Figure 1: Returns to investment by age.
Source: Heckman (Economic Inquiry, 2008)
An experimental study in Jamaica, recently published in Science, has provided more rigorous evidence on the benefits of early childhood investment. Growth-stunted children - reliable indication of severe economic disadvantage in developing countries - between the ages of 9 and 24 months participated in a 2-year randomized controlled trial. Usually we cannot compare the benefits of parents who themselves decide to promote their children's situation because of selection issues. For example, parents who invest in education are probably different in many characteristics from those who do not (maybe more motivated or caring for example). Hence, we would be comparing both the increased investment as well as parents "quality." To avoid this issue, the Jamaican study randomly assigned children to one of four groups: 1) psychosocial stimulation (explained below); 2) nutritional supplementation (1 kg milk-based formula per week); 3) both psychosocial stimulation and nutritional supplementation; and 4) a control group that did not receive treatment. Another group of non-stunted children was surveyed to provide a external comparison group, so that the question "Were these children able to catch-up?" were possible to answer.
Groups 1 and 3 participated in a program that consisted of two years of weekly one-hour sessions at home focused on improving parent and children interaction, with innovative activities to develop child cognitive, language and psychosocial skills. They were also encouraged to practice the activities and games learned during the visit beyond the home visitation time. The particularly interesting element of this project was the length of time for which children were studied. Participants were interviewed 20 years later and evaluated on a number of economic indicators. While stunted growth is largely due to a lack of nutrition, the nutrition intervention alone didn't affect later adult economic outcomes. The nutrition-only group showed no long-term effect on any measured outcome, but this may be due to the sharing of the nutritional supplementation within the family. On the other hand, psychosocial stimulation seems to have brought substantial long-term benefits.

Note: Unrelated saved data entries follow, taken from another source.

//! Pointer events raised by the renderer's picking.
//!
//! The input system casts a ray from the cursor into the scene and raises a
//! [`PointerEvent`] whenever the cursor enters or leaves a
//! [`Button`](crate::components::button::Button), or when a button is
//! clicked. Keyboard shortcuts raise the same click events, so the selection
//! controller only has one entry point.

use bevy_ecs::prelude::*;

use crate::components::button::ButtonId;

#[derive(Debug, Clone, Copy, PartialEq, Eq)]
pub enum PointerKind {
    Enter,
    Leave,
    Click,
}

/// Event emitted when the pointer interacts with a button.
#[derive(Event, Debug, Clone, Copy, PartialEq, Eq)]
pub struct PointerEvent {
    /// The button under the pointer.
    pub button: ButtonId,
    pub kind: PointerKind,
}

impl PointerEvent {
    pub fn enter(button: ButtonId) -> Self {
        Self {
            button,
            kind: PointerKind::Enter,
        }
    }

    pub fn leave(button: ButtonId) -> Self {
        Self {
            button,
            kind: PointerKind::Leave,
        }
    }

    pub fn click(button: ButtonId) -> Self {
        Self {
            button,
            kind: PointerKind::Click,
        }
    }
}
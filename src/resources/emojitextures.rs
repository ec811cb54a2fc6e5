//! Result images keyed by emoji.
//!
//! Loaded once at startup from the configured image directory. A missing or
//! unreadable image leaves its slot empty; the modal then draws a placeholder.

use std::path::Path;

use log::{info, warn};
use raylib::prelude::*;

use crate::components::emoji::{EMOJI_COUNT, Emoji};

/// Non-send store of result textures (GPU handles stay on the main thread).
#[derive(Default)]
pub struct EmojiTextures {
    textures: [Option<Texture2D>; EMOJI_COUNT],
}

impl EmojiTextures {
    /// Load `<dir>/<emoji id>.png` for every emoji.
    pub fn load(rl: &mut RaylibHandle, th: &RaylibThread, dir: &Path) -> Self {
        let mut store = Self::default();
        for emoji in Emoji::ALL {
            let path = dir.join(emoji.image_file());
            match load_texture(rl, th, &path) {
                Ok(texture) => {
                    info!("loaded result image '{}'", path.display());
                    store.textures[emoji.index()] = Some(texture);
                }
                Err(e) => warn!("{}", e),
            }
        }
        store
    }

    pub fn get(&self, emoji: Emoji) -> Option<&Texture2D> {
        self.textures[emoji.index()].as_ref()
    }
}

fn load_texture(rl: &mut RaylibHandle, th: &RaylibThread, path: &Path) -> Result<Texture2D, String> {
    let path_str = path
        .to_str()
        .ok_or_else(|| format!("image path '{}' is not valid UTF-8", path.display()))?;
    rl.load_texture(th, path_str)
        .map_err(|e| format!("failed to load image '{}': {}", path.display(), e))
}
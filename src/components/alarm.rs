//! One-shot alarms.
//!
//! An [`Alarm`] lives on its own entity and counts down scaled frame time.
//! When it rings, [`update_alarms`](crate::systems::time::update_alarms)
//! triggers an [`AlarmEvent`](crate::events::alarm::AlarmEvent) and despawns
//! the entity. Despawning it earlier cancels it, so whoever holds the entity
//! id holds the cancellation handle.
use bevy_ecs::prelude::Component;

/// An alarm this close to zero rings; summed frame deltas drift.
pub const RING_TOLERANCE_SECS: f32 = 1e-4;

/// What an alarm is for.
#[derive(Debug, Clone, Copy, PartialEq, Eq)]
pub enum AlarmKind {
    /// Pause between an emoji landing and the result being shown.
    Settle,
}

#[derive(Component, Clone, Copy, Debug)]
pub struct Alarm {
    pub kind: AlarmKind,
    /// Seconds left before the alarm rings.
    pub remaining: f32,
}

impl Alarm {
    pub fn after(seconds: f32, kind: AlarmKind) -> Self {
        Alarm {
            kind,
            remaining: seconds.max(0.0),
        }
    }

    /// Count down `dt` seconds. Returns true once the alarm has rung.
    pub fn count_down(&mut self, dt: f32) -> bool {
        self.remaining -= dt.max(0.0);
        self.remaining <= RING_TOLERANCE_SECS
    }
}
use bevy_ecs::prelude::Component;
use raylib::prelude::Vector3;

/// Model-space position of an entity. The renderer adds the scene origin.
#[derive(Component, Clone, Copy, Debug)]
pub struct WorldPosition {
    pub pos: Vector3,
}

impl WorldPosition {
    pub fn new(x: f32, y: f32, z: f32) -> Self {
        Self {
            pos: Vector3 { x, y, z },
        }
    }
}

impl From<Vector3> for WorldPosition {
    fn from(pos: Vector3) -> Self {
        Self { pos }
    }
}
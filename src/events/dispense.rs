//! Dispense lifecycle events.
//!
//! - [`DispenseCompleteEvent`] is triggered once the settle delay after a fall
//!   has elapsed. The presentation layer opens the result modal on it.
//! - [`ResetRequestEvent`] is triggered when the result modal is closed. It
//!   returns every dispensable emoji to its shelf and clears the selection.

use bevy_ecs::prelude::*;

use crate::components::emoji::Emoji;

#[derive(Event, Debug, Clone, Copy, PartialEq, Eq)]
pub struct DispenseCompleteEvent {
    /// The emoji that was dispensed.
    pub emoji: Emoji,
}

#[derive(Event, Debug, Clone, Copy)]
pub struct ResetRequestEvent {}
//! Emoji vending machine entry point.
//!
//! An interactive 3D vending machine built on:
//! - **raylib** for windowing, 3D drawing, picking and audio
//! - **bevy_ecs** for the entity-component-system architecture
//!
//! # Main Loop
//!
//! 1. Load `config.ini`, open the window, build the ECS world
//! 2. Spawn the machine and queue the sound effects
//! 3. Register observers and systems
//! 4. Each frame: read input, apply pointer events, advance the dispense
//!    animation and its settle alarm, then render
//! 5. Stop the audio thread on exit
//!
//! # Running
//!
//! ```sh
//! cargo run --release -- --config ./config.ini
//! ```

// Do not create console on Windows
#![cfg_attr(target_os = "windows", windows_subsystem = "windows")]

use std::path::PathBuf;

use bevy_ecs::prelude::*;
use clap::Parser;
use log::{error, info, warn};

use emojivend::events::switchdebug::switch_debug_observer;
use emojivend::game;
use emojivend::resources::audio::{setup_audio, shutdown_audio};
use emojivend::resources::camera3d::Camera3DRes;
use emojivend::resources::debugmode::DebugMode;
use emojivend::resources::dispenser::Dispenser;
use emojivend::resources::emojimeshes::EmojiMeshes;
use emojivend::resources::emojitextures::EmojiTextures;
use emojivend::resources::gameconfig::{DEFAULT_CONFIG_PATH, GameConfig};
use emojivend::resources::input::InputState;
use emojivend::resources::interaction::InteractionState;
use emojivend::resources::modal::ResultModal;
use emojivend::resources::worldtime::WorldTime;
use emojivend::systems::audio::{
    forward_audio_cmds, log_audio_messages, poll_audio_messages, update_bevy_audio_cmds,
    update_bevy_audio_messages,
};
use emojivend::systems::dispense::{
    dispense_complete_observer, dispense_system, reset_observer, settle_alarm_observer,
};
use emojivend::systems::gameconfig::apply_gameconfig_changes;
use emojivend::systems::input::update_input_state;
use emojivend::systems::render::{apply_cursor, render_system};
use emojivend::systems::selection::{button_pose_system, pointer_observer};
use emojivend::systems::time::{update_alarms, update_world_time};

/// Emoji vending machine
#[derive(Parser)]
#[command(version, about = "An interactive 3D emoji vending machine.")]
struct Cli {
    /// Configuration file to load.
    #[arg(long, value_name = "PATH", default_value = DEFAULT_CONFIG_PATH)]
    config: PathBuf,

    /// Write the current configuration to the config path and exit.
    #[arg(long)]
    write_config: bool,

    /// Start with the debug overlay enabled.
    #[arg(long)]
    debug: bool,
}

fn main() {
    env_logger::Builder::from_env(env_logger::Env::default().default_filter_or("info")).init();

    let cli = Cli::parse();

    let mut config = GameConfig::with_path(&cli.config);
    if let Err(e) = config.load_from_file() {
        warn!("{}; using defaults", e);
    }

    // Early-exit: write the configuration and quit (no window/audio needed)
    if cli.write_config {
        match config.save_to_file() {
            Ok(()) => println!("Configuration written to {}", config.path.display()),
            Err(e) => {
                error!("{}", e);
                std::process::exit(1);
            }
        }
        return;
    }

    // --------------- Raylib window & assets ---------------
    let (w, h) = (config.window.width, config.window.height);
    let mut builder = raylib::init();
    builder
        .size(w as i32, h as i32)
        .resizable()
        .msaa_4x()
        .title("Emoji Vending Machine");
    if config.window.vsync {
        builder.vsync();
    }
    if config.window.fullscreen {
        builder.fullscreen();
    }
    let (mut rl, thread) = builder.build();
    // Escape closes the result modal, not the window
    rl.set_exit_key(None);

    let textures = EmojiTextures::load(&mut rl, &thread, &config.assets.images);

    // --------------- ECS world + resources ---------------
    let mut world = World::new();
    world.insert_resource(WorldTime::default());
    world.insert_resource(InputState::default());
    world.insert_resource(InteractionState::default());
    world.insert_resource(Dispenser::new(config.dispense));
    world.insert_resource(EmojiMeshes::new());
    world.insert_resource(ResultModal::default());
    world.insert_resource(Camera3DRes::default());
    if cli.debug {
        world.insert_resource(DebugMode {});
    }
    world.insert_resource(config);

    // Init audio; must precede setup, which queues the sound loads
    setup_audio(&mut world);

    world.insert_non_send_resource(textures);
    world.insert_non_send_resource(rl);
    world.insert_non_send_resource(thread);

    world.add_observer(switch_debug_observer);
    world.add_observer(pointer_observer);
    world.add_observer(settle_alarm_observer);
    world.add_observer(dispense_complete_observer);
    world.add_observer(reset_observer);
    world.flush();

    let setup = world.register_system(game::setup);
    if let Err(e) = world.run_system(setup) {
        error!("scene setup failed: {}", e);
        shutdown_audio(&mut world);
        std::process::exit(1);
    }

    let mut update = Schedule::default();
    update.add_systems(apply_gameconfig_changes);
    update.add_systems(update_input_state);
    update.add_systems(button_pose_system.after(update_input_state));
    update.add_systems(update_alarms.after(update_input_state));
    // alarms armed on the landing frame start counting next frame
    update.add_systems(dispense_system.after(update_alarms));
    update.add_systems(
        // audio systems must be together
        (
            update_bevy_audio_cmds,
            forward_audio_cmds,
            poll_audio_messages,
            update_bevy_audio_messages,
            log_audio_messages,
        )
            .chain()
            .after(dispense_system),
    );
    update.add_systems(apply_cursor.after(update_input_state));
    update.add_systems(render_system.after(dispense_system).after(button_pose_system));

    info!("machine ready");

    // --------------- Main loop ---------------
    while !world
        .non_send_resource::<raylib::RaylibHandle>()
        .window_should_close()
    {
        let dt = world
            .non_send_resource::<raylib::RaylibHandle>()
            .get_frame_time();
        update_world_time(&mut world, dt);

        update.run(&mut world);

        world.clear_trackers();
    }
    shutdown_audio(&mut world);
}
//! Dispense animator state machine.
//!
//! The [`Dispenser`] resource drives the fall of the selected emoji:
//!
//! ```text
//! Idle --start--> Falling --progress reaches 1--> Settling --alarm rings--> Idle
//! ```
//!
//! While `Falling`, [`Dispenser::advance`] is called once per frame with the
//! frame delta and returns the position the animated emoji must be moved to.
//! On landing the animator enters `Settling` and waits for an alarm (a
//! [`Alarm`](crate::components::alarm::Alarm) entity) armed by the dispense
//! system. [`Dispenser::finish`] completes the cycle when that alarm rings;
//! [`Dispenser::abort`] cancels whatever is in flight and hands back the alarm
//! so the caller can despawn it.

use bevy_ecs::prelude::{Entity, Resource};
use log::{debug, info, warn};
use raylib::prelude::Vector3;

use crate::components::emoji::Emoji;

/// Default duration of the forward segment of the fall.
pub const DEFAULT_CORNER_MS: u32 = 500;
/// Default pause between landing and showing the result.
pub const DEFAULT_SETTLE_MS: u32 = 1500;

/// Summed frame deltas drift; a fall this close to its end has landed.
pub const LANDING_TOLERANCE_SECS: f32 = 1e-4;

/// Fixed timings of a dispense cycle.
#[derive(Debug, Clone, Copy, PartialEq, Eq)]
pub struct DispenseTiming {
    /// Milliseconds spent moving from rest to the corner.
    pub corner_ms: u32,
    /// Milliseconds between landing and completion.
    pub settle_ms: u32,
}

impl Default for DispenseTiming {
    fn default() -> Self {
        Self {
            corner_ms: DEFAULT_CORNER_MS,
            settle_ms: DEFAULT_SETTLE_MS,
        }
    }
}

impl DispenseTiming {
    pub fn settle_secs(&self) -> f32 {
        self.settle_ms as f32 / 1000.0
    }
}

#[derive(Debug, Clone, Copy, PartialEq, Default)]
pub enum DispenseState {
    #[default]
    Idle,
    Falling {
        emoji: Emoji,
        /// Seconds since the fall started.
        elapsed: f32,
    },
    Settling {
        emoji: Emoji,
        /// Pending alarm; `None` until the dispense system arms it.
        alarm: Option<Entity>,
    },
}

/// Position update produced by one animator tick.
#[derive(Debug, Clone, Copy, PartialEq)]
pub struct FallStep {
    pub emoji: Emoji,
    pub position: Vector3,
    /// True on the tick the emoji reaches the drop-off point.
    pub landed: bool,
}

#[derive(Resource, Debug, Clone, Default)]
pub struct Dispenser {
    state: DispenseState,
    timing: DispenseTiming,
}

impl Dispenser {
    pub fn new(timing: DispenseTiming) -> Self {
        Self {
            state: DispenseState::Idle,
            timing,
        }
    }

    pub fn state(&self) -> DispenseState {
        self.state
    }

    pub fn timing(&self) -> DispenseTiming {
        self.timing
    }

    pub fn is_idle(&self) -> bool {
        matches!(self.state, DispenseState::Idle)
    }

    /// Emoji currently being dispensed, if any.
    pub fn active_emoji(&self) -> Option<Emoji> {
        match self.state {
            DispenseState::Idle => None,
            DispenseState::Falling { emoji, .. } | DispenseState::Settling { emoji, .. } => {
                Some(emoji)
            }
        }
    }

    /// Normalised fall progress in `[0, 1]`.
    pub fn progress(&self) -> f32 {
        match self.state {
            DispenseState::Idle => 0.0,
            DispenseState::Falling { emoji, elapsed } => {
                let total = emoji.slot().total_secs(self.timing.corner_ms);
                if total > 0.0 {
                    (elapsed / total).clamp(0.0, 1.0)
                } else {
                    1.0
                }
            }
            DispenseState::Settling { .. } => 1.0,
        }
    }

    /// Begin dropping `emoji`. Returns false if a dispense is already running.
    pub fn start(&mut self, emoji: Emoji) -> bool {
        if !self.is_idle() {
            warn!(
                "dispense of '{}' refused, animator is {:?}",
                emoji, self.state
            );
            return false;
        }
        info!("dispensing '{}'", emoji);
        self.state = DispenseState::Falling {
            emoji,
            elapsed: 0.0,
        };
        true
    }

    /// Advance the fall by `delta` seconds.
    ///
    /// Returns `None` unless the animator is falling. Progress never decreases
    /// and is clamped to 1; on the landing tick the position is exactly the
    /// drop-off point and the animator moves to `Settling`.
    pub fn advance(&mut self, delta: f32) -> Option<FallStep> {
        let DispenseState::Falling { emoji, elapsed } = self.state else {
            return None;
        };
        let slot = emoji.slot();
        let elapsed = elapsed + delta.max(0.0);

        if elapsed + LANDING_TOLERANCE_SECS >= slot.total_secs(self.timing.corner_ms) {
            debug!("'{}' landed after {:.3}s", emoji, elapsed);
            self.state = DispenseState::Settling { emoji, alarm: None };
            return Some(FallStep {
                emoji,
                position: slot.end(),
                landed: true,
            });
        }

        self.state = DispenseState::Falling { emoji, elapsed };
        Some(FallStep {
            emoji,
            position: slot.position_at(self.timing.corner_ms, self.progress()),
            landed: false,
        })
    }

    /// Attach the settle alarm. Only valid right after landing.
    pub fn arm(&mut self, alarm: Entity) -> bool {
        match &mut self.state {
            DispenseState::Settling { alarm: slot @ None, .. } => {
                *slot = Some(alarm);
                true
            }
            _ => {
                warn!("settle alarm {:?} armed outside of landing", alarm);
                false
            }
        }
    }

    /// Complete the cycle when `alarm` rings. Stale alarms are ignored.
    pub fn finish(&mut self, alarm: Entity) -> Option<Emoji> {
        match self.state {
            DispenseState::Settling {
                emoji,
                alarm: Some(pending),
            } if pending == alarm => {
                info!("'{}' dispensed", emoji);
                self.state = DispenseState::Idle;
                Some(emoji)
            }
            _ => {
                debug!("ignoring stale settle alarm {:?}", alarm);
                None
            }
        }
    }

    /// Cancel any running dispense. Returns the pending alarm to cancel.
    pub fn abort(&mut self) -> Option<Entity> {
        let alarm = match self.state {
            DispenseState::Idle => return None,
            DispenseState::Falling { emoji, .. } => {
                info!("aborting fall of '{}'", emoji);
                None
            }
            DispenseState::Settling { emoji, alarm } => {
                info!("aborting settle of '{}'", emoji);
                alarm
            }
        };
        self.state = DispenseState::Idle;
        alarm
    }
}
//! Result modal shown after a dispense.
//!
//! [`ResultModal`] holds the emoji being presented. Layout is computed from
//! the window size by [`ModalLayout::new`] so the renderer and the input
//! system agree on where the close button is.

use bevy_ecs::prelude::Resource;
use raylib::prelude::{Rectangle, Vector2};

use crate::components::emoji::Emoji;

const PANEL_WIDTH: f32 = 360.0;
const PANEL_HEIGHT: f32 = 440.0;
const PANEL_PADDING: f32 = 24.0;
const IMAGE_SIZE: f32 = 270.0;
const CLOSE_HEIGHT: f32 = 44.0;

#[derive(Resource, Debug, Clone, Default)]
pub struct ResultModal {
    showing: Option<Emoji>,
}

impl ResultModal {
    pub fn open(&mut self, emoji: Emoji) {
        self.showing = Some(emoji);
    }

    pub fn close(&mut self) {
        self.showing = None;
    }

    pub fn is_open(&self) -> bool {
        self.showing.is_some()
    }

    pub fn showing(&self) -> Option<Emoji> {
        self.showing
    }

    /// Caption under the image, e.g. "You just received Crying Emoji!".
    pub fn caption(&self) -> Option<String> {
        self.showing
            .map(|emoji| format!("You just received {}!", emoji.label()))
    }
}

/// Screen-space rectangles of the modal.
#[derive(Debug, Clone, Copy)]
pub struct ModalLayout {
    pub panel: Rectangle,
    pub image: Rectangle,
    pub caption_y: f32,
    pub close_button: Rectangle,
}

impl ModalLayout {
    /// Centre the panel in a `screen_w` x `screen_h` window.
    pub fn new(screen_w: f32, screen_h: f32) -> Self {
        let panel = Rectangle {
            x: (screen_w - PANEL_WIDTH) * 0.5,
            y: (screen_h - PANEL_HEIGHT) * 0.5,
            width: PANEL_WIDTH,
            height: PANEL_HEIGHT,
        };
        let image = Rectangle {
            x: panel.x + (PANEL_WIDTH - IMAGE_SIZE) * 0.5,
            y: panel.y + PANEL_PADDING,
            width: IMAGE_SIZE,
            height: IMAGE_SIZE,
        };
        let close_button = Rectangle {
            x: panel.x + PANEL_PADDING,
            y: panel.y + PANEL_HEIGHT - PANEL_PADDING - CLOSE_HEIGHT,
            width: PANEL_WIDTH - 2.0 * PANEL_PADDING,
            height: CLOSE_HEIGHT,
        };
        Self {
            panel,
            image,
            caption_y: image.y + IMAGE_SIZE + PANEL_PADDING,
            close_button,
        }
    }

    pub fn close_button_contains(&self, point: Vector2) -> bool {
        let r = self.close_button;
        point.x >= r.x && point.x <= r.x + r.width && point.y >= r.y && point.y <= r.y + r.height
    }
}
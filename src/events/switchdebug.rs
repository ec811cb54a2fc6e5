//! Debug overlay toggle (F11).
use bevy_ecs::prelude::*;
use log::info;

use crate::resources::debugmode::DebugMode;

#[derive(Event, Debug, Clone, Copy)]
pub struct SwitchDebugEvent {}

/// Flip the presence of [`DebugMode`].
pub fn switch_debug_observer(
    _trigger: On<SwitchDebugEvent>,
    debug_mode: Option<Res<DebugMode>>,
    mut commands: Commands,
) {
    let enable = debug_mode.is_none();
    if enable {
        commands.insert_resource(DebugMode::default());
    } else {
        commands.remove_resource::<DebugMode>();
    }
    info!("debug overlay {}", if enable { "on" } else { "off" });
}
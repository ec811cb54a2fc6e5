//! Event types and observers used by the machine.
//!
//! Submodules:
//! - [`alarm`] – one-shot alarm notifications
//! - [`audio`] – commands and messages for the background audio thread
//! - [`dispense`] – dispense completion and reset requests
//! - [`pointer`] – button enter/leave/click notifications from picking
//! - [`switchdebug`] – toggle the debug overlay on/off
pub mod alarm;
pub mod audio;
pub mod dispense;
pub mod pointer;
pub mod switchdebug;
use serde::{Deserialize, Serialize};

use crate::logging::LogLevel;
use crate::torrent::DEFAULT_CAM_KEYWORDS;

/// Client configuration
#[derive(Debug, Clone, Deserialize, Serialize, PartialEq, Eq)]
pub struct ClientConfig {
    /// API base URL (e.g., "https://popcorn-time.ga")
    #[serde(default = "default_base_url")]
    pub base_url: String,
    /// Preferred torrent language code (lower-cased on load)
    #[serde(default = "default_language")]
    pub language: String,
    /// Minimum seeders for a torrent to be selected
    #[serde(default)]
    pub min_seeds: u32,
    /// Minimum peers for a torrent to be selected
    #[serde(default)]
    pub min_peers: u32,
    /// Default minimum resolution (default: 1080)
    #[serde(default = "default_min_quality")]
    pub min_quality: Option<u32>,
    /// Magnet link substrings that mark camera releases
    #[serde(default = "default_cam_keywords")]
    pub cam_keywords: Vec<String>,
    /// Logging verbosity
    #[serde(default)]
    pub log_level: LogLevel,
}

impl Default for ClientConfig {
    fn default() -> Self {
        Self {
            base_url: default_base_url(),
            language: default_language(),
            min_seeds: 0,
            min_peers: 0,
            min_quality: default_min_quality(),
            cam_keywords: default_cam_keywords(),
            log_level: LogLevel::default(),
        }
    }
}

impl ClientConfig {
    pub fn with_base_url(mut self, base_url: impl Into<String>) -> Self {
        self.base_url = base_url.into();
        self
    }

    pub fn with_language(mut self, language: &str) -> Self {
        self.language = language.to_lowercase();
        self
    }

    pub fn with_thresholds(mut self, min_seeds: u32, min_peers: u32) -> Self {
        self.min_seeds = min_seeds;
        self.min_peers = min_peers;
        self
    }

    pub fn with_min_quality(mut self, min_quality: Option<u32>) -> Self {
        self.min_quality = min_quality;
        self
    }

    pub fn with_cam_keywords(mut self, keywords: Vec<String>) -> Self {
        self.cam_keywords = keywords;
        self
    }

    pub fn with_log_level(mut self, level: LogLevel) -> Self {
        self.log_level = level;
        self
    }

    /// Lower-case the language code.
    pub(crate) fn normalized(mut self) -> Self {
        self.language = self.language.to_lowercase();
        self
    }
}

fn default_base_url() -> String {
    "https://popcorn-time.ga".to_string()
}

fn default_language() -> String {
    "en".to_string()
}

fn default_min_quality() -> Option<u32> {
    Some(1080)
}

fn default_cam_keywords() -> Vec<String> {
    DEFAULT_CAM_KEYWORDS.iter().map(|k| k.to_string()).collect()
}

In addition to improving direct parent-child interaction during the 2 years of the program, it seems that it also promoted greater parental investments later in life with an improved home environment, which probably improved later outcomes. Years of education increased by an average of 0.6 years by age 22, while college attendance increased three-fold. Even though they were also more likely to be in school (and hence working below their potential), their income was between 40 and 60% higher among those who received early psychosocial stimulation. Early intervention also reduced involvement in violent crimes.
Finally, could they catch up to remediate their initial disadvantages? Yes. The differences in income between children who were disadvantaged but received early stimulation and those who were not disadvantaged was zero (or not significantly different from zero). Early improvements probably encouraged the families to seek greater education and employment opportunities. 22% of the families in the treatment group emigrated to countries with great opportunities for upward mobility, compared with only 12% of the control group families.
These results are remarkable. Returns to early intervention are close to 10%, much higher and more persistent than other alternatives later on in life. So why are policies concerned with inequality so focused on re-distribution later on in life? Maybe instead we should try to pre-distribution during the earliest stages of life.